Les élèves ont également été conviés depuis une école environnante à rencontrer « le docteur » — en l’occurrence, moi, car c’est ce qu’ils croyaient que j’étais — afin d’offrir aux parents des suggestions et des recommandations de services ou d’exercices à dispenser ou à faire à la maison. En plus de l’obstacle linguistique — mon travail devait se faire par l’intermédiaire d’un interprète — il y avait une couche supplémentaire de défis, car ils ne lisaient ni n’écrivaient dans aucun langage et ne pouvaient personnellement profiter des directives écrites.
Dans beaucoup de régions de l’Inde, il y a une véritable pénurie de services offerts aux enfants ayant des troubles de la communication. Bon nombre d’enseignants ont une formation pédagogique limitée et aucun accès aux ressources. Ils travaillent dans des salles de classe éclairées seulement par la lumière du jour qui pénètre dans la pièce à travers les portes ou les fenêtres. Les élèves s’assoient dans des salles surpeuplées devant des pupitres ou des tables brisés et un petit tableau noir à l’avant de la pièce. Beaucoup d’élèves parcourent à pied jusqu’à 10 km pour se rendre à l’école, piètrement chaussés et peu nourris et souvent dans des conditions orageuses. Pourtant, malgré ces défis, les élèves semblent enjoués et très désireux d’apprendre. Ils aiment rire et jouer : même pousser du pied une bouteille en plastique dans la cour peut s’avérer très amusant!
Les enfants de l’ÉPH à Suyalgarh étaient très respectueux et gentils. Ils ont adoré se faire prendre en photos et disaient périodiquement « Namaste » aux membres de notre équipe, ou touchaient nos pieds en signe de respect. Ils adoraient parler et échanger à propos de leurs familles, de leurs souhaits et de leurs aspirations. Ils ont hâtivement profité de toute occasion de nous aider, notamment en remplissant nos grilles, ou en remontant à la course la colline abrupte pour apporter quelque chose à un enseignant dans l’autre salle de classe. Ces enfants étaient franchement inspirants. Leur appréciation de ce qu’ils ont était absolument admirable.
Tout au long de l’expédition, il y a eu fréquemment des pluies abondantes. Nous avons souvent passé de longues périodes sans électricité ni service Internet. Même si j’avais obtenu un numéro de téléphone indien, il y avait périodiquement une « absence de service ». Les consultations de messages courriel, Instagram, Whatsapp et Facebook ont dû attendre.
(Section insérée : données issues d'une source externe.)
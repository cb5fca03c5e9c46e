//! Staff listings and bulk actions

use std::sync::Arc;

use crate::{
    clock::Clock,
    error::AppResult,
    models::{
        author::{Author, AuthorQuery},
        book::{BookDetails, BookQuery},
        category::{CategoryQuery, CategoryWithCount},
        loan::{BulkReturnReport, LoanDetails, LoanQuery},
    },
    repository::Repository,
};

use super::loans::LoansService;

#[derive(Clone)]
pub struct AdminService {
    repository: Repository,
    loans: LoansService,
    clock: Arc<dyn Clock>,
}

impl AdminService {
    pub fn new(repository: Repository, loans: LoansService, clock: Arc<dyn Clock>) -> Self {
        Self {
            repository,
            loans,
            clock,
        }
    }

    pub async fn categories(&self, query: &CategoryQuery) -> AppResult<Vec<CategoryWithCount>> {
        self.repository
            .categories
            .list_with_counts(query.q.as_deref())
            .await
    }

    pub async fn authors(&self, query: &AuthorQuery) -> AppResult<Vec<Author>> {
        self.repository.authors.filter(query).await
    }

    pub async fn books(&self, query: &BookQuery) -> AppResult<Vec<BookDetails>> {
        self.repository.books.filter(query).await
    }

    pub async fn loans(&self, query: &LoanQuery) -> AppResult<Vec<LoanDetails>> {
        self.repository.loans.filter(query, self.clock.today()).await
    }

    /// Set `available_copies = 0` on every selected book
    pub async fn mark_books_unavailable(&self, book_ids: &[i32]) -> AppResult<u64> {
        let updated = self.repository.books.mark_unavailable(book_ids).await?;
        tracing::info!(
            "Admin: marked {} of {} selected book(s) unavailable",
            updated,
            book_ids.len()
        );
        Ok(updated)
    }

    /// Run the return workflow on every selected loan
    pub async fn mark_loans_returned(&self, loan_ids: &[i32]) -> AppResult<BulkReturnReport> {
        let report = self.loans.return_many(loan_ids).await?;
        tracing::info!(
            "Admin: returned {} loan(s), skipped {}",
            report.returned.len(),
            report.skipped.len()
        );
        Ok(report)
    }
}
//! Categories repository

use sqlx::{Pool, Postgres};

use super::contains_pattern;
use crate::{
    error::{AppError, AppResult},
    models::category::{Category, CategoryWithCount, CreateCategory, UpdateCategory},
};

#[derive(Clone)]
pub struct CategoriesRepository {
    pool: Pool<Postgres>,
}

impl CategoriesRepository {
    pub fn new(pool: Pool<Postgres>) -> Self {
        Self { pool }
    }

    /// List all categories ordered by name
    pub async fn list(&self) -> AppResult<Vec<Category>> {
        let rows = sqlx::query_as::<_, Category>("SELECT * FROM categories ORDER BY name")
            .fetch_all(&self.pool)
            .await?;
        Ok(rows)
    }

    pub async fn get_by_id(&self, id: i32) -> AppResult<Category> {
        sqlx::query_as::<_, Category>("SELECT * FROM categories WHERE id = $1")
            .bind(id)
            .fetch_optional(&self.pool)
            .await?
            .ok_or_else(|| AppError::NotFound(format!("Category {} not found", id)))
    }

    /// Get category by its name (URL slug)
    pub async fn get_by_name(&self, name: &str) -> AppResult<Category> {
        self.find_by_name(name)
            .await?
            .ok_or_else(|| AppError::NotFound(format!("Category '{}' not found", name)))
    }

    pub async fn find_by_name(&self, name: &str) -> AppResult<Option<Category>> {
        let row = sqlx::query_as::<_, Category>("SELECT * FROM categories WHERE name = $1")
            .bind(name)
            .fetch_optional(&self.pool)
            .await?;
        Ok(row)
    }

    /// Categories with their book counts, optionally filtered by name
    pub async fn list_with_counts(&self, name_like: Option<&str>) -> AppResult<Vec<CategoryWithCount>> {
        let rows = sqlx::query_as::<_, CategoryWithCount>(
            r#"
            SELECT c.id, c.name, c.description, c.image, COUNT(b.id) AS books_count
            FROM categories c
            LEFT JOIN books b ON b.category_id = c.id
            WHERE $1::text IS NULL OR c.name ILIKE $1
            GROUP BY c.id
            ORDER BY c.name
            "#,
        )
        .bind(name_like.map(contains_pattern))
        .fetch_all(&self.pool)
        .await?;
        Ok(rows)
    }

    pub async fn create(&self, data: &CreateCategory) -> AppResult<Category> {
        let row = sqlx::query_as::<_, Category>(
            r#"
            INSERT INTO categories (name, description, image)
            VALUES ($1, $2, $3)
            RETURNING *
            "#,
        )
        .bind(&data.name)
        .bind(data.description.as_deref().unwrap_or(""))
        .bind(&data.image)
        .fetch_one(&self.pool)
        .await?;
        Ok(row)
    }

    pub async fn update(&self, id: i32, data: &UpdateCategory) -> AppResult<Category> {
        sqlx::query_as::<_, Category>(
            r#"
            UPDATE categories
            SET name = COALESCE($2, name),
                description = COALESCE($3, description),
                image = COALESCE($4, image)
            WHERE id = $1
            RETURNING *
            "#,
        )
        .bind(id)
        .bind(&data.name)
        .bind(&data.description)
        .bind(&data.image)
        .fetch_optional(&self.pool)
        .await?
        .ok_or_else(|| AppError::NotFound(format!("Category {} not found", id)))
    }

    /// Delete a category; its books keep existing with no category.
    pub async fn delete(&self, id: i32) -> AppResult<()> {
        let result = sqlx::query("DELETE FROM categories WHERE id = $1")
            .bind(id)
            .execute(&self.pool)
            .await?;
        if result.rows_affected() == 0 {
            return Err(AppError::NotFound(format!("Category {} not found", id)));
        }
        Ok(())
    }
}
Nous avons appris à mieux nous connaître comme équipe, en partageant des masalas chais et des anecdotes autour du feu.
À titre d’orthophoniste, j’ai beaucoup appris de cette expérience que je partagerai avec les clients et les familles que je sers. Certaines des leçons que j’ai tirées sont les suivantes :
- Oubliez les broutilles.
- Cherchez toujours à avancer, même lorsque les obstacles qui se dressent devant vous semblent insurmontables.
- Privilégiez la bonté et le respect.
- Entourez-vous de positif.
- Donnez priorité à la communication interpersonnelle plutôt qu’aux « bidules ».
- Riez, souriez, partagez et jouez!
Mon seul regret est qu’il m’ait fallu 24 ans comme orthophoniste avant de faire un voyage comme celui-là. Ce ne sera pas le dernier. Si vous envisagez tout type de voyage bénévole à l’étranger, faites-le! C’est une expérience vraiment transformatrice. Un pan de mon cœur est demeuré auprès des habitants de l’Inde. J’ai une bien meilleure appréciation de toute la chance que j’ai de vivre ici au Canada, et une profonde gratitude à l’endroit des personnes indiennes pour tout ce qu’elles m’ont appris.
À propos de l’auteure
Shari Linde, O(C), travaille à titre d’orthophoniste depuis 1994. Elle est également fondatrice et directrice d’Advantage Speech-Language Pathology Ltd.